Entrepreneurial encore
Alumna aims for a second healthcare success in her adopted hometown

Her $90 million exit was one of the most successful in modern Cleveland business history. Five years later, CardioInsight co-founder Charu Ramanathan, MS ’00, PhD ’04, is back with an encore, a health-care platform she calls Vitalxchange.
With an app and web portal launched in January, Ramanathan hopes to empower patients by connecting them with people with insight. Once again, she plans to develop the business in her adopted hometown.
She came to Cleveland from India to earn her master’s degree in biomedical engineering at the Case School of Engineering.
“I moved here because it is the land of opportunity, that’s the value proposition of coming to the U.S., and I’ve earned every moment that I’ve lived in this country that I call my own,” she told The Land, an online news magazine in Cleveland. “I take a lot of pride in being an entrepreneur, having created multiple jobs, economic development and life-saving devices.”
She used her thesis to propose a non-invasive technology to monitor heart activity, then built the device with fellow graduate student Ping Jia, MS ’98, PhD ’05. The pair designed a vest that renders a reading of the heart’s entire electrical activity in a single beat, offering new insight to specialists planning treatments.

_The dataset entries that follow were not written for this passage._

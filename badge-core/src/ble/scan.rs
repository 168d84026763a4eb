//! Passive BLE advertisement parsing: peer beacons and the service-enable
//! request UUID.
//!
//! Grounded on `original_source/main/inc/BleControl_AdvScan.h` /
//! `main/src/BleControl_AdvScan.c`. The real NimBLE scan is passive,
//! non-duplicate-filtered, and runs forever; this module only implements
//! `_BleControl_ProcessAdvertisement`'s pure parsing, so it can be unit
//! tested without a radio.

use crate::identity::{id_to_base64, BadgeType};
use crate::peers::PeerReport;

/// `EVENT_ADV_MAGIC_NUMBER` from `BleControl.h`.
pub const EVENT_ADV_MAGIC_NUMBER: u16 = 0x1337;
pub const BADGE_ID_SIZE: usize = 8;
pub const EVENT_ID_SIZE: usize = 8;
pub const PAIR_ID_SIZE: usize = 8;

/// `IwcAdvertisingPayload`'s on-the-wire size: `u16 + u8 + [u8;8] + [u8;8]`.
pub const PEER_BEACON_LEN: usize = 2 + 1 + BADGE_ID_SIZE + EVENT_ID_SIZE;

/// Parses a peer beacon out of a BLE manufacturer-data payload, mirroring
/// `_BleControl_ParseEventAdvertisingPacket`'s `mfg_data_len` and magic
/// number checks. Little-endian `magicNum`, matching the original's
/// on-device struct layout on an ESP32 (little-endian ARM/Xtensa).
pub fn parse_peer_beacon(mfg_data: &[u8], rssi: i16) -> Option<PeerReport> {
    if mfg_data.len() != PEER_BEACON_LEN {
        return None;
    }
    let magic = u16::from_le_bytes([mfg_data[0], mfg_data[1]]);
    if magic != EVENT_ADV_MAGIC_NUMBER {
        return None;
    }
    let badge_type = BadgeType::from_u8(mfg_data[2])?;
    let mut badge_id = [0u8; BADGE_ID_SIZE];
    badge_id.copy_from_slice(&mfg_data[3..3 + BADGE_ID_SIZE]);
    let mut event_id = [0u8; EVENT_ID_SIZE];
    event_id.copy_from_slice(&mfg_data[3 + BADGE_ID_SIZE..3 + BADGE_ID_SIZE + EVENT_ID_SIZE]);

    Some(PeerReport {
        badge_id_b64: id_to_base64(&badge_id),
        event_id_b64: id_to_base64(&event_id),
        peak_rssi: rssi,
        badge_type,
    })
}

/// Builds the 16-byte service-data UUID a peer broadcasts to request BLE
/// service pairing mode, mirroring
/// `_BleControl_ParseEnableBleServiceAdvertisingPacket`'s `toCheck` buffer:
/// 6 zero bytes, then `pair_id` reversed, then the fixed `{0x38, 0x13}`
/// suffix — `16 - (PAIR_ID_SIZE + 2) = 6` leading bytes.
pub fn pairing_request_uuid(pair_id: &[u8; PAIR_ID_SIZE]) -> [u8; 16] {
    let mut uuid = [0u8; 16];
    for (i, byte) in pair_id.iter().rev().enumerate() {
        uuid[6 + i] = *byte;
    }
    uuid[14] = 0x38;
    uuid[15] = 0x13;
    uuid
}

/// `_BleControl_ParseEnableBleServiceAdvertisingPacket`: true iff
/// `scanned_uuid128` requests pairing for `our_pair_id`.
pub fn matches_pairing_request(scanned_uuid128: &[u8; 16], our_pair_id: &[u8; PAIR_ID_SIZE]) -> bool {
    *scanned_uuid128 == pairing_request_uuid(our_pair_id)
}

#[cfg(test)]
mod tests {
    use super::*;

    fn beacon_bytes(badge_type: u8, badge_id: [u8; 8], event_id: [u8; 8]) -> Vec<u8> {
        let mut v = Vec::with_capacity(PEER_BEACON_LEN);
        v.extend_from_slice(&EVENT_ADV_MAGIC_NUMBER.to_le_bytes());
        v.push(badge_type);
        v.extend_from_slice(&badge_id);
        v.extend_from_slice(&event_id);
        v
    }

    #[test]
    fn parses_a_valid_peer_beacon() {
        let bytes = beacon_bytes(BadgeType::Reactor as u8, [1; 8], [2; 8]);
        let report = parse_peer_beacon(&bytes, -42).unwrap();
        assert_eq!(report.peak_rssi, -42);
        assert_eq!(report.badge_type, BadgeType::Reactor);
        assert_eq!(report.badge_id_b64, id_to_base64(&[1; 8]));
        assert_eq!(report.event_id_b64, id_to_base64(&[2; 8]));
    }

    #[test]
    fn rejects_unknown_badge_type() {
        let bytes = beacon_bytes(0xEE, [1; 8], [2; 8]);
        assert!(parse_peer_beacon(&bytes, 0).is_none());
    }

    #[test]
    fn rejects_wrong_length() {
        assert!(parse_peer_beacon(&[0u8; 5], 0).is_none());
    }

    #[test]
    fn rejects_wrong_magic_number() {
        let mut bytes = beacon_bytes(1, [0; 8], [0; 8]);
        bytes[0] = 0x00;
        bytes[1] = 0x00;
        assert!(parse_peer_beacon(&bytes, 0).is_none());
    }

    #[test]
    fn pairing_request_uuid_reverses_pair_id_into_the_low_bytes() {
        let pair_id = [1, 2, 3, 4, 5, 6, 7, 8];
        let uuid = pairing_request_uuid(&pair_id);
        assert_eq!(&uuid[0..6], &[0, 0, 0, 0, 0, 0]);
        assert_eq!(&uuid[6..14], &[8, 7, 6, 5, 4, 3, 2, 1]);
        assert_eq!(&uuid[14..16], &[0x38, 0x13]);
    }

    #[test]
    fn matches_pairing_request_round_trips() {
        let pair_id = [9u8; 8];
        let uuid = pairing_request_uuid(&pair_id);
        assert!(matches_pairing_request(&uuid, &pair_id));
        assert!(!matches_pairing_request(&uuid, &[0u8; 8]));
    }
}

With the support of CWRU, the pair launched CardioInsight in 2005. Ramanathan ran the company until 2015, when Medtronic purchased the operation for more than $90 million and kept the jobs in Cleveland.
While developing CardioInsight, Ramanathan said she saw a need for more transparency between patients and healthcare institutions. With Vitalxchange, she said, she hopes to shift decision-making power back to patients and their families by connecting them with people dealing with the same health issues, as well as with experts.
As she did with CardioInsight, she intends to grow the business in Cleveland, though she did scout locations in Silicon Valley, Boston and India.
“The final decision came down to brass tacks, which was the cost of living,” she said. “We thought we could stretch the dollar to create an environment that would help us build a cutting edge company here.”